I’m running a MongoDB 2.2 cluster in Amazon EC2 consisting of three machines. One of these machines is used to take hourly snapshots with LVM and EBS and I noticed a rare bug which leads to silent data corruption on the restore phase. I’m using Rightscale to configure the machines with my own ServerTemplate, which I enhance with some Rightscale Chef recipes for automated snapshots and restore. Rightscale needs to support multiple different platforms, where AWS is just one of them and they have carefully constructed these steps to perform the snapshot.
Each machine has two provisioned IO EBS volumes attached to the machine. The Rightscale block_device::setup_block_device creates an LVM volume group on top of these raw devices. Because EC2 can’t do atomic snapshot over multiple EBS volumes simultaneously, the LVM snapshots is used for this. So the backup steps are:
- Lock MongoDB from writes and flush journal file to disk to form a checkpoint with the db.fsyncLock() command.

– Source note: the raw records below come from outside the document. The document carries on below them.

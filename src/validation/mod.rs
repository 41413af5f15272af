//! Structural validation run before any code is generated.

use crate::graph::Graph;

mod cycle;

pub use cycle::CycleDetector;

/// Outcome of validating a graph. Warnings never make a graph invalid.
#[derive(Debug, Clone, PartialEq, Eq)]
pub struct ValidationReport {
    pub is_valid: bool,
    pub errors: Vec<String>,
    pub warnings: Vec<String>,
}

impl Default for ValidationReport {
    fn default() -> Self {
        Self {
            is_valid: true,
            errors: Vec::new(),
            warnings: Vec::new(),
        }
    }
}

impl ValidationReport {
    pub fn error(&mut self, message: impl Into<String>) {
        self.is_valid = false;
        self.errors.push(message.into());
    }

    pub fn warn(&mut self, message: impl Into<String>) {
        self.warnings.push(message.into());
    }
}

/// A structural rule the validator enforces.
pub trait StructuralCheck: Send + Sync {
    fn name(&self) -> &str;
    fn check(&self, graph: &Graph, report: &mut ValidationReport);
}

/// Fails the graph on the first cycle found, scanning from every node.
pub struct CycleCheck;

impl StructuralCheck for CycleCheck {
    fn name(&self) -> &str {
        "cycles"
    }

    fn check(&self, graph: &Graph, report: &mut ValidationReport) {
        let start = CycleDetector::new(graph).first_cycle_start();
        if let Some(node) = start.and_then(|id| graph.node(id)) {
            report.error(format!(
                "Cycle detected starting at node '{}' (#{})",
                node.title,
                node.id()
            ));
        }
    }
}

/// Warns about non-event nodes without a single connection.
pub struct OrphanCheck;

impl StructuralCheck for OrphanCheck {
    fn name(&self) -> &str {
        "orphans"
    }

    fn check(&self, graph: &Graph, report: &mut ValidationReport) {
        for node in graph.nodes() {
            if !node.is_event() && !graph.is_connected(node.id()) {
                report.warn(format!(
                    "Node '{}' (#{}) is not connected and will be ignored",
                    node.title,
                    node.id()
                ));
            }
        }
    }
}

/// Runs every registered structural check over a graph.
pub struct DagValidator {
    checks: Vec<Box<dyn StructuralCheck>>,
}

impl Default for DagValidator {
    fn default() -> Self {
        Self::new()
    }
}

impl DagValidator {
    /// The cycle check followed by the orphan check.
    pub fn new() -> Self {
        Self {
            checks: vec![Box::new(CycleCheck), Box::new(OrphanCheck)],
        }
    }

    /// A validator without any checks.
    pub fn empty() -> Self {
        Self { checks: Vec::new() }
    }

    pub fn with_check(mut self, check: Box<dyn StructuralCheck>) -> Self {
        self.checks.push(check);
        self
    }

    pub fn validate(&self, graph: &Graph) -> ValidationReport {
        let mut report = ValidationReport::default();
        for check in &self.checks {
            check.check(graph, &mut report);
            log::debug!(
                "Check '{}' done: {} error(s), {} warning(s) so far",
                check.name(),
                report.errors.len(),
                report.warnings.len()
            );
        }
        report
    }
}
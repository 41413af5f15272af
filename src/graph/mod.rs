//! The node graph: an arena of nodes and connections with owned lookup tables.
//!
//! All structural edits go through `Graph` so referential integrity holds at all
//! times: removing a node removes its incident connections, and every input port
//! has at most one incoming connection.

use crate::ast::Value;
use crate::error::GraphError;
use ahash::AHashMap;

pub mod connection;
pub mod node;
pub mod port;

pub use connection::*;
pub use node::*;
pub use port::*;

#[derive(Debug, Clone, Default)]
pub struct Graph {
    nodes: Vec<Option<Node>>,
    connections: Vec<Option<Connection>>,
    port_owners: AHashMap<PortId, NodeId>,
    /// Input port -> the single connection terminating there.
    inbound: AHashMap<PortId, ConnectionId>,
    /// Output port -> connections leaving it, in creation order.
    outbound: AHashMap<PortId, Vec<ConnectionId>>,
    next_port: u32,
}

impl Graph {
    pub fn new() -> Self {
        Self::default()
    }

    /// Adds a node, allocating identifiers for it and its ports.
    pub fn add_node(
        &mut self,
        title: impl Into<String>,
        category: Category,
        kind: NodeKind,
        position: (f32, f32),
        inputs: Vec<PortSpec>,
        outputs: Vec<PortSpec>,
    ) -> NodeId {
        let id = NodeId(self.nodes.len() as u32);
        let inputs = inputs
            .into_iter()
            .map(|spec| self.attach_port(id, PortDirection::Input, spec))
            .collect();
        let outputs = outputs
            .into_iter()
            .map(|spec| self.attach_port(id, PortDirection::Output, spec))
            .collect();
        let node = Node::new(id, title.into(), category, kind, position, inputs, outputs);
        log::debug!("Added node #{} '{}'", id, node.title);
        self.nodes.push(Some(node));
        id
    }

    fn attach_port(&mut self, node: NodeId, direction: PortDirection, spec: PortSpec) -> Port {
        let id = PortId(self.next_port);
        self.next_port += 1;
        self.port_owners.insert(id, node);
        Port::attach(id, node, direction, spec)
    }

    /// Removes a node together with every connection touching it.
    pub fn remove_node(&mut self, id: NodeId) -> Result<Node, GraphError> {
        let node = self
            .nodes
            .get_mut(id.0 as usize)
            .and_then(Option::take)
            .ok_or(GraphError::NodeNotFound(id))?;

        let mut incident: Vec<ConnectionId> = node
            .ports()
            .flat_map(|port| self.port_connections(port.id()))
            .collect();
        incident.sort_unstable();
        incident.dedup();
        for connection_id in incident {
            self.unlink(connection_id);
        }
        for port in node.ports() {
            self.port_owners.remove(&port.id());
        }
        log::debug!("Removed node #{} '{}'", id, node.title);
        Ok(node)
    }

    /// Links two ports. The endpoints may be given in either order.
    ///
    /// A link into an occupied input port replaces the existing connection, and so
    /// does a link out of an occupied control output. Data outputs fan out.
    pub fn connect(&mut self, a: PortId, b: PortId) -> Result<ConnectionId, GraphError> {
        let port_a = self.port(a).ok_or(GraphError::PortNotFound(a))?;
        let port_b = self.port(b).ok_or(GraphError::PortNotFound(b))?;
        port_a
            .check_link(port_b)
            .map_err(|reason| GraphError::Incompatible {
                from: a,
                to: b,
                reason,
            })?;

        let (output, input) = if port_a.is_input() {
            (port_b, port_a)
        } else {
            (port_a, port_b)
        };
        let from = PortRef {
            node: output.node(),
            port: output.id(),
        };
        let to = PortRef {
            node: input.node(),
            port: input.id(),
        };
        let is_control = output.is_control();

        let mut replaced = Vec::new();
        if let Some(existing) = self.inbound.get(&to.port) {
            replaced.push(*existing);
        }
        if is_control {
            if let Some(existing) = self.outbound.get(&from.port) {
                replaced.extend(existing.iter().copied());
            }
        }
        for connection_id in replaced {
            log::debug!("Connection #{} replaced by a new link", connection_id);
            self.unlink(connection_id);
        }

        let id = ConnectionId(self.connections.len() as u32);
        self.connections.push(Some(Connection {
            id,
            from,
            to,
            is_control,
        }));
        self.inbound.insert(to.port, id);
        self.outbound.entry(from.port).or_default().push(id);
        Ok(id)
    }

    /// Removes a connection by identifier.
    pub fn disconnect(&mut self, id: ConnectionId) -> Result<Connection, GraphError> {
        self.unlink(id).ok_or(GraphError::ConnectionNotFound(id))
    }

    fn unlink(&mut self, id: ConnectionId) -> Option<Connection> {
        let connection = self.connections.get_mut(id.0 as usize)?.take()?;
        if self.inbound.get(&connection.to.port) == Some(&id) {
            self.inbound.remove(&connection.to.port);
        }
        if let Some(list) = self.outbound.get_mut(&connection.from.port) {
            list.retain(|c| *c != id);
            if list.is_empty() {
                self.outbound.remove(&connection.from.port);
            }
        }
        Some(connection)
    }

    /// Replaces the value stored on a literal node.
    pub fn set_literal(&mut self, id: NodeId, value: Value) -> Result<(), GraphError> {
        let node = self.node_mut(id).ok_or(GraphError::NodeNotFound(id))?;
        match &mut node.kind {
            NodeKind::Number { value: stored } => *stored = value.to_number(),
            NodeKind::Text { value: stored } => *stored = value.to_string(),
            NodeKind::Boolean { value: stored } => *stored = value.is_truthy(),
            _ => return Err(GraphError::NotALiteral(id)),
        }
        Ok(())
    }

    /// Replaces the literal used by an unconnected input data port.
    pub fn set_default(&mut self, port: PortId, value: Value) -> Result<(), GraphError> {
        let owner = *self
            .port_owners
            .get(&port)
            .ok_or(GraphError::PortNotFound(port))?;
        let target = self
            .node_mut(owner)
            .and_then(|node| node.port_mut(port))
            .ok_or(GraphError::PortNotFound(port))?;
        if !target.is_input() || target.is_control() {
            return Err(GraphError::NotADataInput(port));
        }
        target.default = Some(value);
        Ok(())
    }

    pub fn node(&self, id: NodeId) -> Option<&Node> {
        self.nodes.get(id.0 as usize).and_then(Option::as_ref)
    }

    fn node_mut(&mut self, id: NodeId) -> Option<&mut Node> {
        self.nodes.get_mut(id.0 as usize).and_then(Option::as_mut)
    }

    /// Nodes in insertion order.
    pub fn nodes(&self) -> impl Iterator<Item = &Node> {
        self.nodes.iter().flatten()
    }

    /// Event nodes in insertion order.
    pub fn entry_nodes(&self) -> impl Iterator<Item = &Node> {
        self.nodes().filter(|n| n.is_event())
    }

    pub fn node_count(&self) -> usize {
        self.nodes().count()
    }

    pub fn is_empty(&self) -> bool {
        self.node_count() == 0
    }

    pub fn port(&self, id: PortId) -> Option<&Port> {
        let owner = self.port_owners.get(&id)?;
        self.node(*owner)?.ports().find(|p| p.id() == id)
    }

    /// Finds a port on a node by direction and name.
    pub fn find_port(&self, node: NodeId, direction: PortDirection, name: &str) -> Option<PortId> {
        self.node(node)?.port(direction, name).map(Port::id)
    }

    pub fn connection(&self, id: ConnectionId) -> Option<&Connection> {
        self.connections.get(id.0 as usize).and_then(Option::as_ref)
    }

    /// Connections in creation order.
    pub fn connections(&self) -> impl Iterator<Item = &Connection> {
        self.connections.iter().flatten()
    }

    pub fn connection_count(&self) -> usize {
        self.connections().count()
    }

    /// Every connection whose source is `node`, control and data alike.
    pub fn outgoing(&self, node: NodeId) -> impl Iterator<Item = &Connection> {
        self.node(node)
            .into_iter()
            .flat_map(|n| n.outputs())
            .flat_map(move |port| self.outgoing_from(port.id()))
    }

    /// The connection feeding an input port, if any.
    pub fn incoming_to(&self, port: PortId) -> Option<&Connection> {
        self.inbound.get(&port).and_then(|id| self.connection(*id))
    }

    /// Connections leaving an output port.
    pub fn outgoing_from(&self, port: PortId) -> impl Iterator<Item = &Connection> {
        self.outbound
            .get(&port)
            .into_iter()
            .flatten()
            .filter_map(|id| self.connection(*id))
    }

    /// `true` if any connection touches the node.
    pub fn is_connected(&self, node: NodeId) -> bool {
        self.node(node).is_some_and(|n| {
            n.ports()
                .any(|port| self.port_connections(port.id()).next().is_some())
        })
    }

    /// Ids of the connections attached to a port, from either index.
    fn port_connections(&self, port: PortId) -> impl Iterator<Item = ConnectionId> {
        self.inbound
            .get(&port)
            .into_iter()
            .chain(self.outbound.get(&port).into_iter().flatten())
            .copied()
    }
}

- Lock the underlying XFS filesystem
- Do LVM snapshot
- Unlock XFS filesystem
- Unlock MongoDB with db.fsyncUnlock()
- Perform EBS snapshot for each underlying EBS volumes
- Delte the LVM snapshot, so that it doesn’t take disk space.
Notice that the main volume will start getting writes after step 5, before the EBS volumes have been snapshotted by Amazon EC2. This point is crucial when understanting the bug later. The restore procedure does the following steps in the block_device::do_primary_restore Chef recipe:
- Order EC2 to create new EBS volumes from each EBS snapshots and wait until the api says that the volumes have attached correctly
- Spin up the LVM
- Mount the snapshot first in read-write so that XFS can unroll the journal log and then remount it into read-only mode
- Mount the main data volume
- Use rsync to sync from the snapshot into the main data volume: rsync -av –delete –inplace –no-whole-file /mnt/snapshot /mnt/storage
- Delete the LVM snapshot
Actual bug
MongoDB used mmap() sys-call to memory-map the data files from disk to memory. This makes the file layer implementation easier, but it creates other problems. Biggest issue is that the MongoDB daemon can’t know when the kernel flushes the writes to disk. This is also crucial information needed to understand this bug.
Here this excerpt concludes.